## Your goal
Below are some records; find each line that carries the word "Procedure" and copy it.

## Provided entries
══════════
impl DataType {
    /// Covariant assignability check.
    ///
    /// `Unknown` is assignable to and from anything so a single unresolved
    /// reference does not cascade; `Void` is assignable to nothing.
    pub fn is_assignable_to(&self, dest: &DataType) -> Result<(), TypeError> {
        if matches!(self, DataType::Unknown) || matches!(dest, DataType::Unknown) {
            return Ok(());
        }
        match (self, dest) {
            (DataType::Void, _) | (_, DataType::Void) => Err(not_assignable(self, dest)),
            (DataType::Function(_) | DataType::Procedure(_), _)
            | (_, DataType::Function(_) | DataType::Procedure(_)) => {
                Err(not_assignable(self, dest))
            }
            (DataType::Column(src), DataType::Column(dst)) => {
                column_name_assignable(&src.name, &dst.name)?;
                src.ty.is_assignable_to(&dst.ty)
            }
            (DataType::Column(src), _) => src.ty.is_assignable_to(dest),
            (_, DataType::Column(dst)) => self.is_assignable_to(&dst.ty),
            (DataType::Row(src), DataType::Row(dst)) => {
                if src.is_unknown_shape() || dst.is_unknown_shape() {
                    return Ok(());
                }
                if src.columns.len() != dst.columns.len() {
                    return Err(TypeError::ColumnCountMismatch {
                        source_count: src.columns.len(),
                        dest_count: dst.columns.len(),
                    });
                }
                for (position, (sc, dc)) in src.columns.iter().zip(&dst.columns).enumerate() {
                    column_name_assignable(&sc.name, &dc.name)
                        .and_then(|_| sc.ty.is_assignable_to(&dc.ty))
                        .map_err(|inner| TypeError::ColumnError {
                            position: position + 1,
                            inner: Box::new(inner),
                        })?;
                }
                Ok(())
            }
            (DataType::Row(_), _) | (_, DataType::Row(_)) => Err(not_assignable(self, dest)),
            (DataType::Null, DataType::Null | DataType::Nullable(_)) => Ok(()),
            (DataType::Null, _) => Err(TypeError::NullAssignment {
                source_type: self.to_string(),
                dest_type: dest.to_string(),
            }),
            (DataType::Nullable(inner), DataType::Nullable(dst)) => inner.is_assignable_to(dst),
            (DataType::Nullable(_), DataType::Null) => Ok(()),
            (DataType::Nullable(_), _) => Err(TypeError::NullAssignment {
                source_type: self.to_string(),
                dest_type: dest.to_string(),
            }),
            (_, DataType::Nullable(dst)) => self.is_assignable_to(dst),
            (_, DataType::Null) => Ok(()),
            (
                DataType::Domain {
                    base: src_base,
                    name: src_name,
                },
                DataType::Domain {
                    base: dst_base,
                    name: dst_name,
                },
            ) => {
                src_base.is_assignable_to(dst_base)?;
                if src_name.eq_ignore_ascii_case(dst_name) {
                    Ok(())
                } else {
                    Err(TypeError::DomainMismatch {
                        source_domain: src_name.clone(),
                        dest_domain: dst_name.clone(),
                    })
                }
            }
            // A domain is never compatible with a known set.
            (DataType::Domain { .. }, DataType::KnownSet(_))
            | (DataType::KnownSet(_), DataType::Domain { .. }) => Err(not_assignable(self, dest)),
            (DataType::Domain { base, .. }, _) => base.is_assignable_to(dest),
            (_, DataType::Domain { .. }) => Err(not_assignable(self, dest)),
            (DataType::KnownSet(src), DataType::KnownSet(dst)) => {
                if !same_scalar_family(&src.base, &dst.base) {
                    return Err(not_assignable(self, dest));
                }
                let holds = match (src.include, dst.include) {
                    (true, true) => src.values.is_subset(&dst.values),
                    (true, false) => src.values.is_disjoint(&dst.values),
                    (false, true) => dst.values.is_disjoint(&src.values),
                    (false, false) => dst.values.is_subset(&src.values),
                };
                if holds {
                    Ok(())
                } else {
                    Err(TypeError::KnownSetViolation {
                        source_type: self.to_string(),
                        dest_type: dest.to_string(),
                    })
                }
            }
            (DataType::KnownSet(src), _) => src.base.is_assignable_to(dest),
            (_, DataType::KnownSet(_)) => Err(TypeError::KnownSetViolation {
                source_type: self.to_string(),
                dest_type: dest.to_string(),
            }),
            (
                DataType::Sized {
                    kind: src_kind,
                    max_len: src_len,
                },
                DataType::Sized {
                    kind: dst_kind,
                    max_len: dst_len,
                },
            ) => {
                // An nvarchar can hold the representation of a varchar, not
                // the other way around.
                let kind_ok = src_kind == dst_kind
                    || (*src_kind == SizedKind::VarChar && *dst_kind == SizedKind::NVarChar);
                if !kind_ok {
                    return Err(not_assignable(self, dest));
                }
                if src_len <= dst_len {
                    Ok(())
                } else {
                    Err(TypeError::SizeMismatch {
                        source_type: self.to_string(),
                        dest_type: dest.to_string(),
                    })
                }
            }
            (DataType::Scalar(src), DataType::Scalar(dst)) if src == dst => Ok(()),
            _ => Err(not_assignable(self, dest)),
        }
    }

    /// True when either direction of assignability holds; decorators defer
    /// to their wrapped base when compared against a non-decorated peer.
    pub fn can_compare_with(&self, other: &DataType) -> Result<(), TypeError> {
        match (self, other) {
            (DataType::Unknown, _) | (_, DataType::Unknown) => Ok(()),
            (DataType::Column(col), _) => col.ty.can_compare_with(other),
            (_, DataType::Column(col)) => self.can_compare_with(&col.ty),
            (DataType::KnownSet(set), _) if !matches!(other, DataType::KnownSet(_)) => {
                set.base.can_compare_with(other)
            }
            (_, DataType::KnownSet(set)) if !matches!(self, DataType::KnownSet(_)) => {
                self.can_compare_with(&set.base)
            }
            (DataType::Domain { base, .. }, _) if !matches!(other, DataType::Domain { .. }) => {
                base.can_compare_with(other)
            }
            (_, DataType::Domain { base, .. }) if !matches!(self, DataType::Domain { .. }) => {
                self.can_compare_with(base)
            }
            _ => match self.is_assignable_to(other) {
                Ok(()) => Ok(()),
                Err(first) => match other.is_assignable_to(self) {
                    Ok(()) => Ok(()),
                    Err(_) => Err(TypeError::NotComparable {
                        left: self.to_string(),
                        right: other.to_string(),
                        cause: Box::new(first),
                    }),
                },
            },
        }
    }

    /// "Could be either": the join used for branch results and set
    /// operations. `None` means the two types have no common supertype worth
    /// reporting, which is a real type error upstream.
    pub fn disjunction(a: &DataType, b: &DataType) -> Option<DataType> {
        if a == b {
            return Some(a.clone());
        }
        match (a, b) {
            (DataType::Unknown, _) | (_, DataType::Unknown) => Some(DataType::Unknown),
            (DataType::Void, _) | (_, DataType::Void) => None,
            (DataType::Column(ca), DataType::Column(cb)) if ca.name.matches(&cb.name) => {
                Self::disjunction(&ca.ty, &cb.ty).map(|ty| {
                    DataType::Column(Box::new(ColumnType {
                        name: ca.name.clone(),
                        ty,
                        defining_span: ca.defining_span.or(cb.defining_span),
                    }))
                })
            }
            (DataType::Column(ca), DataType::Column(cb)) => {
                Self::disjunction(&ca.ty, &cb.ty).map(anonymous_column)
            }
            (DataType::Column(ca), _) => Self::disjunction(&ca.ty, b).map(anonymous_column),
            (_, DataType::Column(cb)) => Self::disjunction(a, &cb.ty).map(anonymous_column),
            (DataType::Row(ra), DataType::Row(rb)) => {
                if ra.is_unknown_shape() {
                    return Some(b.clone());
                }
                if rb.is_unknown_shape() {
                    return Some(a.clone());
                }
                if ra.columns.len() != rb.columns.len() {
                    return None;
                }
                let mut columns = Vec::with_capacity(ra.columns.len());
                for (ca, cb) in ra.columns.iter().zip(&rb.columns) {
                    columns.push(ca.join(cb)?);
                }
                Some(DataType::Row(RowType::new(columns)))
            }
            (DataType::Row(_), _) | (_, DataType::Row(_)) => None,
            (DataType::KnownSet(x), DataType::KnownSet(y))
                if x.include && y.include && same_scalar_family(&x.base, &y.base) =>
            {
                Some(DataType::KnownSet(KnownSet {
                    base: Box::new(wider(&x.base, &y.base).clone()),
                    include: true,
                    values: x.values.union(&y.values).cloned().collect(),
                }))
            }
            (DataType::Null, t) | (t, DataType::Null) => Some(t.clone().to_nullable()),
            (DataType::Nullable(x), DataType::Nullable(y)) => {
                Self::disjunction(x, y).map(DataType::to_nullable)
            }
            (DataType::Nullable(x), t) => Self::disjunction(x, t).map(DataType::to_nullable),
            (t, DataType::Nullable(y)) => Self::disjunction(t, y).map(DataType::to_nullable),
            _ => {
                let core_a = strip_decorators(a);
                let core_b = strip_decorators(b);
                if same_scalar_family(core_a, core_b) {
                    Some(wider(core_a, core_b).clone())
                } else {
                    None
                }
            }
        }
    }

    /// "Both facts hold": defined for two exclusion sets of matching base,
    /// whose excluded values union. Anything else is indecision.
    pub fn conjunction(a: &DataType, b: &DataType) -> Option<DataType> {
        if a == b {
            return Some(a.clone());
        }
        match (a, b) {
            (DataType::KnownSet(x), DataType::KnownSet(y))
                if !x.include && !y.include && same_scalar_family(&x.base, &y.base) =>
            {
                Some(DataType::KnownSet(KnownSet {
                    base: x.base.clone(),
                    include: false,
                    values: x.values.union(&y.values).cloned().collect(),
                }))
            }
            _ => None,
        }
    }

    /// The negation of [`DataType::conjunction`] over the same operands:
    /// "not (none of X and none of Y)" collapses to "one of X union Y".
    pub fn negation_of_conjunction(a: &DataType, b: &DataType) -> Option<DataType> {
        match (a, b) {
            (DataType::KnownSet(x), DataType::KnownSet(y))
                if !x.include && !y.include && same_scalar_family(&x.base, &y.base) =>
            {
                Some(DataType::KnownSet(KnownSet {
                    base: x.base.clone(),
                    include: true,
                    values: x.values.union(&y.values).cloned().collect(),
                }))
            }
            _ => None,
        }
    }

    /// What remains of `a` once `b` is ruled out.
    ///
    /// Ruling out a non-null value that actually changed the inner type also
    /// discharges the nullable wrapper; ruling out `Null` alone unwraps it.
    pub fn subtract(a: &DataType, b: &DataType) -> DataType {
        match (a, b) {
            (DataType::Nullable(inner), DataType::Null) => (**inner).clone(),
            (DataType::Nullable(inner), _) => {
                let reduced = Self::subtract(inner, b);
                if &reduced != inner.as_ref() {
                    reduced
                } else {
                    a.clone()
                }
            }
            (DataType::KnownSet(x), DataType::KnownSet(y))
                if same_scalar_family(&x.base, &y.base) =>
            {
                let (include, values) = match (x.include, y.include) {
                    (true, true) => (true, x.values.difference(&y.values).cloned().collect()),
                    (true, false) => (true, x.values.union(&y.values).cloned().collect()),
                    (false, _) => (false, x.values.union(&y.values).cloned().collect()),
                };
                DataType::KnownSet(KnownSet {
                    base: x.base.clone(),
                    include,
                    values,
                })
            }
            (DataType::Scalar(_) | DataType::Sized { .. }, DataType::KnownSet(y))
                if same_scalar_family(a, &y.base) =>
            {
                DataType::KnownSet(y.invert())
            }
            _ => a.clone(),
        }
    }

    /// How a narrowing fact rewrites a previously known type: an inclusion
    /// set (or any non-set type) replaces it outright, an exclusion set
    /// subtracts its inverse.
    pub fn refine(new: &DataType, previous: &DataType) -> DataType {
        match new {
            DataType::KnownSet(set) if !set.include => {
                Self::subtract(previous, &DataType::KnownSet(set.invert()))
            }
            _ => new.clone(),
        }
    }
}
══════════
## Task answer
            (DataType::Function(_) | DataType::Procedure(_), _)
            | (_, DataType::Function(_) | DataType::Procedure(_)) => {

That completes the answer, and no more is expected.